Second: Cutting and running from the GOP is even worse. Jeannemarie Devolites Davis’ anti-gun ad flopped, leading to the most lopsided unseating of the night. Didn’t 2006 teach us that there is no refuge for the Chafees and DeWines of the world when the GOP fails to advance an aggressive agenda?

Third: The days of Tom Davis giving us lectures about how to win elections in NoVa are over. See #2. (Yes, that was his wife.)

It’s time to say what needs to be said. Whether they were running to the right (Cuccinelli) or to the left (Devolites Davis), Republican Senate incumbents were running campaigns out of touch with the Northern Virginia electorate, whose bugaboos right now are traffic congestion and education.

Ruffini places the blame on consultants. I couldn’t agree more, although I’m sure I’ll inspire the wrath of Matt Lewis for saying so publicly. Newt Gingrich was right when he called these people “very stupid.” But I’d also take it one step further and attribute some of the blame to the Republican Party of Virginia, which promised a new direction after last November’s embarrassing defeat of U.S. Sen. George Allen. It failed to deliver.

What’s sad is that the pieces of the puzzle were in place — that is until party chairman Ed Gillespie left a job he didn’t finish. Granted, Gillespie moved on to bigger and better things as counselor to President Bush. He’s doing outstanding work at the White House, adding energy and enthusiasm at a critical time, and most importantly, putting a greater emphasis on messaging. Unfortunately for Virginia Republicans, Bush’s gain was their loss. At the very moment when Virginia Republicans needed Gillespie’s leadership, they didn’t have it.

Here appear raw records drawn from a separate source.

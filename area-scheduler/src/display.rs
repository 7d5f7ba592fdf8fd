use crate::schedule::{Conflict, JobAllocation, JobStatus, RosterPlan, ScheduleEntry, UtilizationRow};

/// Formats the holder of a seat; unfilled seats show as [EMPTY]
pub fn format_seat_holder(entry: &ScheduleEntry) -> String {
    match &entry.worker {
        Some(name) if entry.relaxed => format!("{} (relaxed)", name),
        Some(name) => name.clone(),
        None => "[EMPTY]".to_string(),
    }
}

/// Prints the utilization matrix grouped by area
pub fn print_utilization(matrix: &[UtilizationRow]) {
    println!("\n=== Hourly Utilization ===");
    println!("Rows: {}", matrix.len());

    let mut current_area: Option<&str> = None;
    for row in matrix {
        if current_area != Some(row.area.as_str()) {
            println!("\n[{}]", row.area);
            current_area = Some(row.area.as_str());
        }
        let day = if row.day.is_empty() { "-" } else { row.day.as_str() };
        println!(
            "  {} {:>5}  capacity {:>8.2}  job {:>8.2}  diff {:>8.2}  {:?}",
            day, row.hour, row.capacity, row.capacity_job, row.difference, row.status
        );
    }
}

pub fn print_overloads(overloads: &[UtilizationRow]) {
    if overloads.is_empty() {
        println!("\nNo overloaded hours.");
        return;
    }
    println!("\n⚠️  Overloaded hours ({}):", overloads.len());
    for row in overloads {
        println!("  - {} hour {} short by {:.2}", row.area, row.hour, -row.difference);
    }
}

pub fn print_job_results(allocation: &JobAllocation) {
    println!("\n=== Job Allocation ===");
    println!("Assignments: {}", allocation.assignments.len());

    for result in &allocation.results {
        let marker = match result.status {
            JobStatus::Assigned => "✓",
            JobStatus::Partial => "~",
            JobStatus::Unassigned => "✗",
        };
        println!(
            "  {} {} ({}, hours {}..{}) -> {:.2} / {:.2} {:?}",
            marker,
            result.job_id,
            result.area,
            result.start_hour,
            result.start_hour + result.duration,
            result.assigned_total,
            result.requested_quantity,
            result.status
        );
    }
}

/// Prints a roster by date, then the per-worker load summary
pub fn print_roster(plan: &RosterPlan) {
    println!("\n=== Roster ===");
    println!("Seats: {}  Unfilled: {}", plan.entries.len(), plan.unfilled());

    let mut current_date = None;
    for entry in &plan.entries {
        if current_date != Some(entry.date) {
            println!("\n{} ({})", entry.date, entry.date.format("%a"));
            current_date = Some(entry.date);
        }
        println!(
            "  {} {}-{} {:<8} seat {} -> {}",
            entry.shift_id,
            entry.start.format("%H:%M"),
            entry.end.format("%H:%M"),
            entry.area,
            entry.seat,
            format_seat_holder(entry)
        );
    }

    println!("\nWorker hours:");
    for load in &plan.loads {
        let over = if load.assigned_hours > load.contract_hours { " (over contract)" } else { "" };
        println!(
            "  {}: {:.1} / {:.1} h in {} shifts{}",
            load.name, load.assigned_hours, load.contract_hours, load.shifts, over
        );
    }
}

pub fn print_conflicts(conflicts: &[Conflict]) {
    if conflicts.is_empty() {
        println!("\nNo conflicts found.");
        return;
    }
    println!("\n⚠️  Conflicts ({}):", conflicts.len());
    for conflict in conflicts {
        println!("  - {}", conflict.message);
    }
}
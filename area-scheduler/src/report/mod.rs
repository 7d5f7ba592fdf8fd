pub mod request;
pub mod export;

pub use request::{validate_roster_request, RosterRequest, ValidateRequest};
pub use export::{write_capacity_reports, write_roster_reports, write_table, ReportFiles};
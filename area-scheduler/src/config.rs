//! Planning parameters.
//!
//! Everything the allocators read is carried in a `PlannerConfig` value that
//! callers pass in explicitly. The file format is JSON; every field has a
//! default, so an empty object `{}` is a valid configuration.

use std::fs;
use std::path::{Path, PathBuf};

use serde::{Deserialize, Serialize};

use crate::error::{PlannerError, Result};
use crate::parser::AreaCatalog;
use crate::schedule::{RuleSet, ShiftDefinition};

/// Area codes recognised in capacity tables when no configuration overrides them.
pub const DEFAULT_AREAS: [&str; 6] = ["calculo", "bodega", "surf", "hc", "ar", "montaje"];

#[derive(Debug, Clone, Serialize, Deserialize)]
#[serde(default)]
pub struct PlannerConfig {
    /// Area codes that open a block in a capacity table (case-insensitive).
    pub areas: Vec<String>,

    /// Hours a worker may be scheduled on one calendar date.
    pub max_hours_per_day: f64,

    /// Prior consecutive working days after which the strict pass blocks a worker.
    pub max_consecutive_days: u32,

    /// Shift definitions available to seat demand.
    pub shifts: Vec<ShiftDefinition>,

    /// Run the relaxation pass when the strict pass finds nobody.
    pub relax_when_unfilled: bool,

    /// Keep area qualification during the relaxation pass.
    pub relaxed_pass_keeps_area: bool,

    /// Delimiter of capacity tables.
    pub capacity_delimiter: char,

    /// Delimiter of job, roster, demand and schedule tables.
    pub table_delimiter: char,

    /// Where report CSVs are written.
    pub output_dir: PathBuf,
}

impl Default for PlannerConfig {
    fn default() -> Self {
        Self {
            areas: DEFAULT_AREAS.iter().map(|a| a.to_string()).collect(),
            max_hours_per_day: 12.0,
            max_consecutive_days: 6,
            shifts: vec![
                ShiftDefinition::new("M", 6, 14),
                ShiftDefinition::new("T", 14, 22),
                ShiftDefinition::new("N", 22, 6),
            ],
            relax_when_unfilled: true,
            relaxed_pass_keeps_area: true,
            capacity_delimiter: ';',
            table_delimiter: ',',
            output_dir: PathBuf::from("reports"),
        }
    }
}

impl PlannerConfig {
    /// Loads a configuration file, or the defaults when no path is given.
    pub fn load(path: Option<&Path>) -> Result<Self> {
        let config = match path {
            Some(path) => {
                let text = fs::read_to_string(path)?;
                let config: PlannerConfig =
                    serde_json::from_str(&text).map_err(|e| PlannerError::Config {
                        path: path.to_path_buf(),
                        message: e.to_string(),
                    })?;
                config.validate(path)?;
                config
            }
            None => Self::default(),
        };
        Ok(config)
    }

    fn validate(&self, path: &Path) -> Result<()> {
        let fail = |message: String| PlannerError::Config {
            path: path.to_path_buf(),
            message,
        };
        if self.areas.is_empty() {
            return Err(fail("at least one area code is required".to_string()));
        }
        if !(self.max_hours_per_day > 0.0) {
            return Err(fail(format!(
                "max_hours_per_day must be positive, got {}",
                self.max_hours_per_day
            )));
        }
        if !self.capacity_delimiter.is_ascii() || !self.table_delimiter.is_ascii() {
            return Err(fail("delimiters must be ASCII characters".to_string()));
        }
        for shift in &self.shifts {
            shift.validate()?;
        }
        Ok(())
    }

    pub fn area_catalog(&self) -> AreaCatalog {
        AreaCatalog::new(self.areas.iter().map(String::as_str))
    }

    pub fn rule_set(&self) -> RuleSet {
        RuleSet {
            max_hours_per_day: self.max_hours_per_day,
            max_consecutive_days: self.max_consecutive_days,
            relax_when_unfilled: self.relax_when_unfilled,
            relaxed_pass_keeps_area: self.relaxed_pass_keeps_area,
        }
    }

    pub fn capacity_delimiter_byte(&self) -> u8 {
        self.capacity_delimiter as u8
    }

    pub fn table_delimiter_byte(&self) -> u8 {
        self.table_delimiter as u8
    }
}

A commenter on Ruffini’s blog summed it up this way:

I would argue that some of the largest issues facing Virginia Republicans is organization and coordination. Message is not a problem, it’s that there was no message until four weeks before election day. The Republican Party has no single avenue of leadership: each campaign keeps its own workings close, but then you have three organizations and their various splits all trying to do their own operations, never mind local committees and the like. Dems have a better top down organization right now and whether this will serve as a wake-up call that the Republicans need to get their act together or just allow them to continue business as usual is something they’re going to have to decide very quick.

Gillespie was the man who should have been organizing and coordinating. When he left for the White House in June after just seven months at the helm of the party, this election was over.

Virginia is by no means a lost cause for Republicans, but uninspiring candidacies by Earley and Kilgore, followed by flops like Devolites Davis and Cuccinelli this year, reveal a major crack in the foundation. It might take Gillespie’s returning on Jan. 21, 2009, to fix it.